1. Design question: in the above diagram, why the light client connects to the tendermint directly, but not through the ABCI app? @srm's current architecture looks more like https://www.dropbox.com/s/c4r99a7a5p1tpz9/tags2.png?dl=0 where a client is a part of an ABCI app (he is not using the light-client library). 2. Won't we end up in a place where both Tendermint and App have different indexers (Tendermint storing tx results, App storing domain-specific details)? If so, maybe we should let our users do the indexing stuff. Yes, it means in Basecoin we will have to use KV indexer or http://www.blevesearch.com/ or smth else to index accounts. The problem of the tags approach below (see Proposal) is that it doesn't allow complex types (http://www.blevesearch.com/docs/Getting%20Started/). What if the user wants to index some complex struct. How will we encode this and transfer to the Tendermint? go-wire? (means requiring custom encoding) 3. There is a question of who should manage tx indexing keys - app or tendermint. We've discussed it already. But my question is (maybe it is silly) - why we need a hash in the first place? Is the tuple {heigh, index} not enough? It uniquely identifies transaction.(?) So, instead of letting the app manage the keys or saying that your data should not be malleable, we could send an index field with a DeliverTx request and let the app do the indexing (it can add some domain specific details or smth else - we cannot predict really).
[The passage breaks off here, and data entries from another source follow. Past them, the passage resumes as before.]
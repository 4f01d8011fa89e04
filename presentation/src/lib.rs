//! Presentation layer for expert-panel
//!
//! This crate contains CLI definitions, output formatters,
//! and progress reporters.

pub mod cli;
pub mod output;
pub mod progress;

// Re-export commonly used types
pub use cli::commands::{Cli, Command, DetailArg, FormatArg, OutputFormat};
pub use output::console::ConsoleFormatter;
pub use output::formatter::OutputFormatter;
pub use output::json::JsonFormatter;
pub use progress::reporter::{ProgressReporter, SimpleProgress};
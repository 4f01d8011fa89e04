//! Parsing of the analyzer model's reply.
//!
//! The model is asked to answer with a bare JSON object, but replies are often
//! wrapped in prose or Markdown fences. Parsing is pure text handling with no
//! fallback of its own: a reply that does not contain a valid object is an
//! error, and the caller decides what neutral value to use instead.

use super::query_analysis::QueryAnalysis;
use thiserror::Error;

/// Reasons an analyzer reply could not be turned into a [`QueryAnalysis`]
#[derive(Error, Debug)]
pub enum AnalysisParseError {
    #[error("response contains no JSON object")]
    NoJsonObject,

    #[error("invalid analysis JSON: {0}")]
    InvalidJson(#[from] serde_json::Error),
}

/// Parse the analyzer's message content into a [`QueryAnalysis`].
///
/// # Supported Formats
///
/// 1. A bare JSON object
/// 2. A JSON object inside a Markdown code fence
/// 3. A JSON object embedded in surrounding prose
///
/// Confidence is clamped into `0.0..=1.0`; blank domain and keyword entries are dropped.
///
/// ```
/// use panel_domain::analysis::parse_analysis_response;
///
/// let a = parse_analysis_response(r#"{"intent":"treatment","confidence":0.7}"#).unwrap();
/// assert_eq!(a.intent, "treatment");
/// assert!(parse_analysis_response("no idea").is_err());
/// ```
pub fn parse_analysis_response(content: &str) -> Result<QueryAnalysis, AnalysisParseError> {
    let start = content.find('{').ok_or(AnalysisParseError::NoJsonObject)?;
    let end = content.rfind('}').ok_or(AnalysisParseError::NoJsonObject)?;
    if end < start {
        return Err(AnalysisParseError::NoJsonObject);
    }

    let mut analysis: QueryAnalysis = serde_json::from_str(&content[start..=end])?;

    analysis.confidence = if analysis.confidence.is_finite() {
        analysis.confidence.clamp(0.0, 1.0)
    } else {
        0.0
    };
    analysis.domains.retain(|d| !d.trim().is_empty());
    analysis.keywords.retain(|k| !k.trim().is_empty());
    analysis.medical_terms.retain(|t| !t.trim().is_empty());

    Ok(analysis)
}
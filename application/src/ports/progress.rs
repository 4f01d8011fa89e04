//! Progress notification port
//!
//! Defines the interface for reporting progress through the pipeline stages.

use panel_domain::Phase;

/// Callback for progress updates during a pipeline run
///
/// Implementations live in the presentation layer and can display
/// progress in various ways (console, web UI, etc.)
pub trait ProgressNotifier: Send + Sync {
    /// Called when a phase starts
    fn on_phase_start(&self, phase: &Phase, total_tasks: usize);

    /// Called when a task completes within a phase
    fn on_task_complete(&self, phase: &Phase, label: &str, success: bool);

    /// Called when a phase completes
    fn on_phase_complete(&self, phase: &Phase);
}

/// No-op progress notifier for when progress reporting is not needed
pub struct NoProgress;

impl ProgressNotifier for NoProgress {
    fn on_phase_start(&self, _phase: &Phase, _total_tasks: usize) {}
    fn on_task_complete(&self, _phase: &Phase, _label: &str, _success: bool) {}
    fn on_phase_complete(&self, _phase: &Phase) {}
}
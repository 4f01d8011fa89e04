//! Agent domain: expert profiles the pipeline selects between.

pub mod entities;

pub use entities::{Agent, AgentStatus, DomainExpertise};
impl std::fmt::Display for CircuitState {
    fn fmt(&self, f: &mut std::fmt::Formatter<'_>) -> std::fmt::Result {
        let s = match self {
            CircuitState::Closed => "closed",
            CircuitState::Open => "open",
            CircuitState::HalfOpen => "half-open",
        };
        write!(f, "{}", s)
    }
}

/// Configuration for circuit breaker.
#[derive(Debug, Clone)]
pub struct CircuitBreakerConfig {
    pub failure_threshold: u32,
    pub success_threshold: u32,
    pub timeout: Duration,
}

impl Default for CircuitBreakerConfig {
    fn default() -> Self {
        Self::from(&FileCircuitBreakerConfig::default())
    }
}

impl From<&FileCircuitBreakerConfig> for CircuitBreakerConfig {
    fn from(file: &FileCircuitBreakerConfig) -> Self {
        Self {
            failure_threshold: file.failure_threshold.max(1),
            success_threshold: file.success_threshold.max(1),
            timeout: Duration::from_secs(file.timeout_seconds),
        }
    }
}

pub struct CircuitBreaker {
    state: AtomicU8,
    failure_count: AtomicU32,
    success_count: AtomicU32,
    last_failure: RwLock<Option<Instant>>,
    probe_in_flight: AtomicBool,
    config: CircuitBreakerConfig,
}

impl CircuitBreaker {
    pub fn new(config: CircuitBreakerConfig) -> Self {
        Self {
            state: AtomicU8::new(CircuitState::Closed as u8),
            failure_count: AtomicU32::new(0),
            success_count: AtomicU32::new(0),
            last_failure: RwLock::new(None),
            probe_in_flight: AtomicBool::new(false),
            config,
        }
    }

    pub fn state(&self) -> CircuitState {
        CircuitState::from(self.state.load(Ordering::SeqCst))
    }

    /// Whether a call may proceed. In half-open state only the caller that
    /// claims the probe slot gets `true` until that probe is recorded.
    pub fn is_allowed(&self) -> bool {
        match self.state() {
            CircuitState::Closed => true,
            CircuitState::HalfOpen => self.claim_probe(),
            CircuitState::Open => {
                let expired = self
                    .last_failure
                    .read()
                    .ok()
                    .and_then(|guard| *guard)
                    .is_some_and(|last| last.elapsed() >= self.config.timeout);
                if !expired {
                    return false;
                }
                let _ = self.state.compare_exchange(
                    CircuitState::Open as u8,
                    CircuitState::HalfOpen as u8,
                    Ordering::SeqCst,
                    Ordering::SeqCst,
                );
                self.claim_probe()
            }
        }
    }

    fn claim_probe(&self) -> bool {
        self.probe_in_flight
            .compare_exchange(false, true, Ordering::SeqCst, Ordering::SeqCst)
            .is_ok()
    }

    pub fn record_success(&self) {
        self.failure_count.store(0, Ordering::SeqCst);
        self.probe_in_flight.store(false, Ordering::SeqCst);

        if self.state() == CircuitState::HalfOpen {
            let count = self.success_count.fetch_add(1, Ordering::SeqCst) + 1;
            if count >= self.config.success_threshold {
                self.state
                    .store(CircuitState::Closed as u8, Ordering::SeqCst);
                self.success_count.store(0, Ordering::SeqCst);
            }
        }
    }

    pub fn record_failure(&self) {
        self.success_count.store(0, Ordering::SeqCst);
        self.probe_in_flight.store(false, Ordering::SeqCst);

        if let Ok(mut guard) = self.last_failure.write() {
            *guard = Some(Instant::now());
        }

        // A failed probe reopens immediately.
        if self.state() == CircuitState::HalfOpen {
            self.state.store(CircuitState::Open as u8, Ordering::SeqCst);
            return;
        }

        let count = self.failure_count.fetch_add(1, Ordering::SeqCst) + 1;
        if count >= self.config.failure_threshold {
            self.state.store(CircuitState::Open as u8, Ordering::SeqCst);
        }
    }

    pub fn reset(&self) {
        self.state
            .store(CircuitState::Closed as u8, Ordering::SeqCst);
        self.failure_count.store(0, Ordering::SeqCst);
        self.success_count.store(0, Ordering::SeqCst);
        self.probe_in_flight.store(false, Ordering::SeqCst);
        if let Ok(mut guard) = self.last_failure.write() {
            *guard = None;
        }
    }
}

impl std::fmt::Debug for CircuitBreaker {
    fn fmt(&self, f: &mut std::fmt::Formatter<'_>) -> std::fmt::Result {
        f.debug_struct("CircuitBreaker")
            .field("state", &self.state())
            .field("failure_count", &self.failure_count.load(Ordering::Relaxed))
            .field("success_count", &self.success_count.load(Ordering::Relaxed))
            .finish()
    }
}

/// [`AgentStorePort`] decorator that guards the inner store with a [`CircuitBreaker`].
pub struct CircuitBreakerStore<S> {
    inner: S,
    breaker: CircuitBreaker,
    call_timeout: Option<Duration>,
}

impl<S: AgentStorePort> CircuitBreakerStore<S> {
    pub fn new(inner: S, config: CircuitBreakerConfig) -> Self {
        Self {
            inner,
            breaker: CircuitBreaker::new(config),
            call_timeout: None,
        }
    }

    /// Deadline for each inner call; expiry returns [`StoreError::Timeout`]
    /// and counts as a failure.
    pub fn with_timeout(mut self, timeout: Option<Duration>) -> Self {
        self.call_timeout = timeout;
        self
    }

    pub fn breaker(&self) -> &CircuitBreaker {
        &self.breaker
    }

    pub fn inner(&self) -> &S {
        &self.inner
    }

    fn on_success(&self, before: CircuitState) {
        self.breaker.record_success();
        if before != CircuitState::Closed && self.breaker.state() == CircuitState::Closed {
            info!(event = "agent_store_circuit_closed", "Agent store recovered");
        }
    }

    fn on_failure(&self, before: CircuitState, error: &dyn std::fmt::Display) {
        self.breaker.record_failure();
        if self.breaker.state() == CircuitState::Open && before != CircuitState::Open {
            warn!(
                event = "agent_store_circuit_opened",
                error = %error,
                "Agent store circuit opened"
            );
        }
    }
}

/// Records a failure if the call is dropped before it reports an outcome.
struct PendingCall<'a, S: AgentStorePort> {
    store: &'a CircuitBreakerStore<S>,
    before: CircuitState,
    settled: bool,
}

impl<S: AgentStorePort> PendingCall<'_, S> {
    fn settle(mut self, result: &Result<Vec<Agent>, StoreError>) {
        self.settled = true;
        match result {
            Ok(_) => self.store.on_success(self.before),
            Err(e) => self.store.on_failure(self.before, e),
        }
    }
}

impl<S: AgentStorePort> Drop for PendingCall<'_, S> {
    fn drop(&mut self) {
        if !self.settled {
            self.store.on_failure(self.before, &"call cancelled");
        }
    }
}

#[async_trait]
impl<S: AgentStorePort> AgentStorePort for CircuitBreakerStore<S> {
    async fn query_agents(&self, query: &AgentQuery) -> Result<Vec<Agent>, StoreError> {
        if !self.breaker.is_allowed() {
            return Err(StoreError::CircuitOpen);
        }

        let pending = PendingCall {
            store: self,
            before: self.breaker.state(),
            settled: false,
        };
        let result = match self.call_timeout {
            Some(limit) => tokio::time::timeout(limit, self.inner.query_agents(query))
                .await
                .unwrap_or(Err(StoreError::Timeout)),
            None => self.inner.query_agents(query).await,
        };
        pending.settle(&result);
        result
    }
}

#[cfg(test)]
mod tests {
    use super::*;
    use panel_application::ports::agent_search::{AgentSearchPort, SearchError};
    use panel_application::{BehaviorConfig, FindCandidatesUseCase};
    use panel_domain::{SearchHit, SearchRequest};
    use std::sync::Arc;
    use std::sync::atomic::AtomicUsize;

    fn config(failures: u32, successes: u32, timeout: Duration) -> CircuitBreakerConfig {
        CircuitBreakerConfig {
            failure_threshold: failures,
            success_threshold: successes,
            timeout,
        }
    }

    #[test]
    fn test_circuit_breaker_closed() {
        let cb = CircuitBreaker::new(CircuitBreakerConfig::default());
        assert_eq!(cb.state(), CircuitState::Closed);
        assert!(cb.is_allowed());
    }

    #[test]
    fn test_circuit_breaker_opens_on_failures() {
        let cb = CircuitBreaker::new(config(3, 2, Duration::from_secs(60)));

        cb.record_failure();
        cb.record_failure();
        assert_eq!(cb.state(), CircuitState::Closed);

        cb.record_failure();
        assert_eq!(cb.state(), CircuitState::Open);
        assert!(!cb.is_allowed());
    }

    #[test]
    fn test_success_resets_failure_count() {
        let cb = CircuitBreaker::new(config(2, 1, Duration::from_secs(60)));
        cb.record_failure();
        cb.record_success();
        cb.record_failure();
        assert_eq!(cb.state(), CircuitState::Closed);
    }

    #[test]
    fn test_half_open_after_timeout_then_closes() {
        let cb = CircuitBreaker::new(config(1, 2, Duration::ZERO));
        cb.record_failure();
        assert_eq!(cb.state(), CircuitState::Open);

        assert!(cb.is_allowed());
        assert_eq!(cb.state(), CircuitState::HalfOpen);

        cb.record_success();
        assert_eq!(cb.state(), CircuitState::HalfOpen);
        cb.record_success();
        assert_eq!(cb.state(), CircuitState::Closed);
    }

    #[test]
    fn test_half_open_failure_reopens() {
        let cb = CircuitBreaker::new(config(3, 1, Duration::ZERO));
        for _ in 0..3 {
            cb.record_failure();
        }
        assert!(cb.is_allowed());
        cb.record_failure();
        assert_eq!(cb.state(), CircuitState::Open);
    }

    #[test]
    fn test_half_open_admits_one_probe_at_a_time() {
        let cb = CircuitBreaker::new(config(1, 2, Duration::ZERO));
        cb.record_failure();

        assert!(cb.is_allowed());
        assert!(!cb.is_allowed());

        cb.record_success();
        assert_eq!(cb.state(), CircuitState::HalfOpen);
        assert!(cb.is_allowed());
        assert!(!cb.is_allowed());

        cb.record_success();
        assert_eq!(cb.state(), CircuitState::Closed);
        assert!(cb.is_allowed());
        assert!(cb.is_allowed());
    }

    #[test]
    fn test_reset() {
        let cb = CircuitBreaker::new(config(1, 1, Duration::from_secs(60)));
        cb.record_failure();
        cb.reset();
        assert_eq!(cb.state(), CircuitState::Closed);
        assert!(cb.is_allowed());
    }

    struct FlakyStore {
        fail: bool,
        delay: Option<Duration>,
        calls: AtomicUsize,
    }

    impl FlakyStore {
        fn failing() -> Self {
            Self {
                fail: true,
                delay: None,
                calls: AtomicUsize::new(0),
            }
        }

        fn hanging() -> Self {
            Self {
                fail: false,
                delay: Some(Duration::from_secs(60)),
                calls: AtomicUsize::new(0),
            }
        }
    }

    #[async_trait]
    impl AgentStorePort for FlakyStore {
        async fn query_agents(&self, _query: &AgentQuery) -> Result<Vec<Agent>, StoreError> {
            self.calls.fetch_add(1, Ordering::SeqCst);
            if let Some(delay) = self.delay {
                tokio::time::sleep(delay).await;
            }
            if self.fail {
                Err(StoreError::Query("connection refused".to_string()))
            } else {
                Ok(vec![Agent::new("a1", "general-practitioner", 3)])
            }
        }
    }

    #[tokio::test]
    async fn test_store_short_circuits_when_open() {
        let store = CircuitBreakerStore::new(
            FlakyStore::failing(),
            config(2, 1, Duration::from_secs(60)),
        );
        let query = AgentQuery::emergency(3);

        for _ in 0..2 {
            let err = store.query_agents(&query).await.unwrap_err();
            assert!(matches!(err, StoreError::Query(_)));
        }
        let err = store.query_agents(&query).await.unwrap_err();
        assert_eq!(err, StoreError::CircuitOpen);
        assert_eq!(store.inner().calls.load(Ordering::SeqCst), 2);
    }

    #[tokio::test]
    async fn test_store_timeout_counts_as_failure() {
        let store = CircuitBreakerStore::new(
            FlakyStore::hanging(),
            config(1, 1, Duration::from_secs(60)),
        )
        .with_timeout(Some(Duration::from_millis(20)));
        let query = AgentQuery::fallback(&["cardiology".to_string()], 5);

        let err = store.query_agents(&query).await.unwrap_err();
        assert_eq!(err, StoreError::Timeout);
        assert_eq!(store.breaker().state(), CircuitState::Open);

        for _ in 0..2 {
            let err = store.query_agents(&query).await.unwrap_err();
            assert_eq!(err, StoreError::CircuitOpen);
        }
        assert_eq!(store.inner().calls.load(Ordering::SeqCst), 1);
    }

    struct OfflineSearch;

    #[async_trait]
    impl AgentSearchPort for OfflineSearch {
        async fn search(&self, _request: &SearchRequest) -> Result<Vec<SearchHit>, SearchError> {
            Err(SearchError::Unavailable("index offline".to_string()))
        }
    }

    #[tokio::test]
    async fn test_hanging_store_opens_circuit_under_retrieval_deadline() {
        let store = Arc::new(CircuitBreakerStore::new(
            FlakyStore::hanging(),
            config(1, 1, Duration::from_secs(60)),
        ));
        let use_case = FindCandidatesUseCase::new(Arc::new(OfflineSearch), Arc::clone(&store))
            .with_behavior(BehaviorConfig {
                timeout: Some(Duration::from_millis(20)),
            });

        for _ in 0..3 {
            use_case.execute("heart", &["cardiology".to_string()], 5).await;
        }

        assert_eq!(store.breaker().state(), CircuitState::Open);
        assert_eq!(store.inner().calls.load(Ordering::SeqCst), 1);
    }

    #[tokio::test]
    async fn test_cancelled_call_counts_as_failure() {
        let store = CircuitBreakerStore::new(
            FlakyStore::hanging(),
            config(1, 1, Duration::from_secs(60)),
        );
        let query = AgentQuery::emergency(3);

        let outcome =
            tokio::time::timeout(Duration::from_millis(20), store.query_agents(&query)).await;
        assert!(outcome.is_err());
        assert_eq!(store.breaker().state(), CircuitState::Open);

        let err = store.query_agents(&query).await.unwrap_err();
        assert_eq!(err, StoreError::CircuitOpen);
        assert_eq!(store.inner().calls.load(Ordering::SeqCst), 1);
    }

    #[tokio::test]
    async fn test_store_passes_results_through() {
        let store = CircuitBreakerStore::new(
            FlakyStore {
                fail: false,
                delay: None,
                calls: AtomicUsize::new(0),
            },
            CircuitBreakerConfig::default(),
        )
        .with_timeout(Some(Duration::from_secs(5)));
        let agents = store
            .query_agents(&AgentQuery::emergency(3))
            .await
            .unwrap();
        assert_eq!(agents.len(), 1);
        assert_eq!(store.breaker().state(), CircuitState::Closed);
    }
}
# {block height, tx index} => ...
{123, 10} => [{account_holder, "Joe"}, {account_desc, "Private account}]

Proposal

ABCI app return tags with a DeliverTx response inside the data field (for now, later we may create a separate field). Tags is a list of key-value pairs.

Example data:

{
  "channels": ["abci.account_owner.Igor", "abci.account_number.333222111"],
  "work": 10,
  "priority": 5,
  "account.owner": "Igor"
}

Tendermint will most likely have some reserved tags - e.g. "channels" (see below).

1. Subscribing to events

If the user wants to receive only a subset of events of type X, he/she must return channels tag with a DeliverTx response. For every channel in that list, Tendermint will notify the subscribers.

We will need to add an optional channels field:

/subscribe?event=X - events of type X
/subscribe?event=X&channels="abci.account_owner.Igor" - events of type X tagged `abci.account_owner.Igor`
/subscribe?channels="abci.account_owner.Igor"&channels="abci.account_owner.Ivan" - all events tagged `abci.account_owner.Igor` OR `abci.account_owner.Ivan`
/subscribe?channels="abci.account_owner.Igor" - all events tagged `abci.account_owner.Igor`
/subscribe?event=X&channel_patterns="abci.account_owner.*" - events of type X tagged `abci.account_owner.` (e.g. `abci.account_owner.Igor`, `abci.account_owner.Ivan`)
/subscribe?event=X&channel_patterns="abci.account_owner.*" - all events tagged `abci.account_owner.` (e.g. `abci.account_owner.Igor`, `abci.account_owner.Ivan`)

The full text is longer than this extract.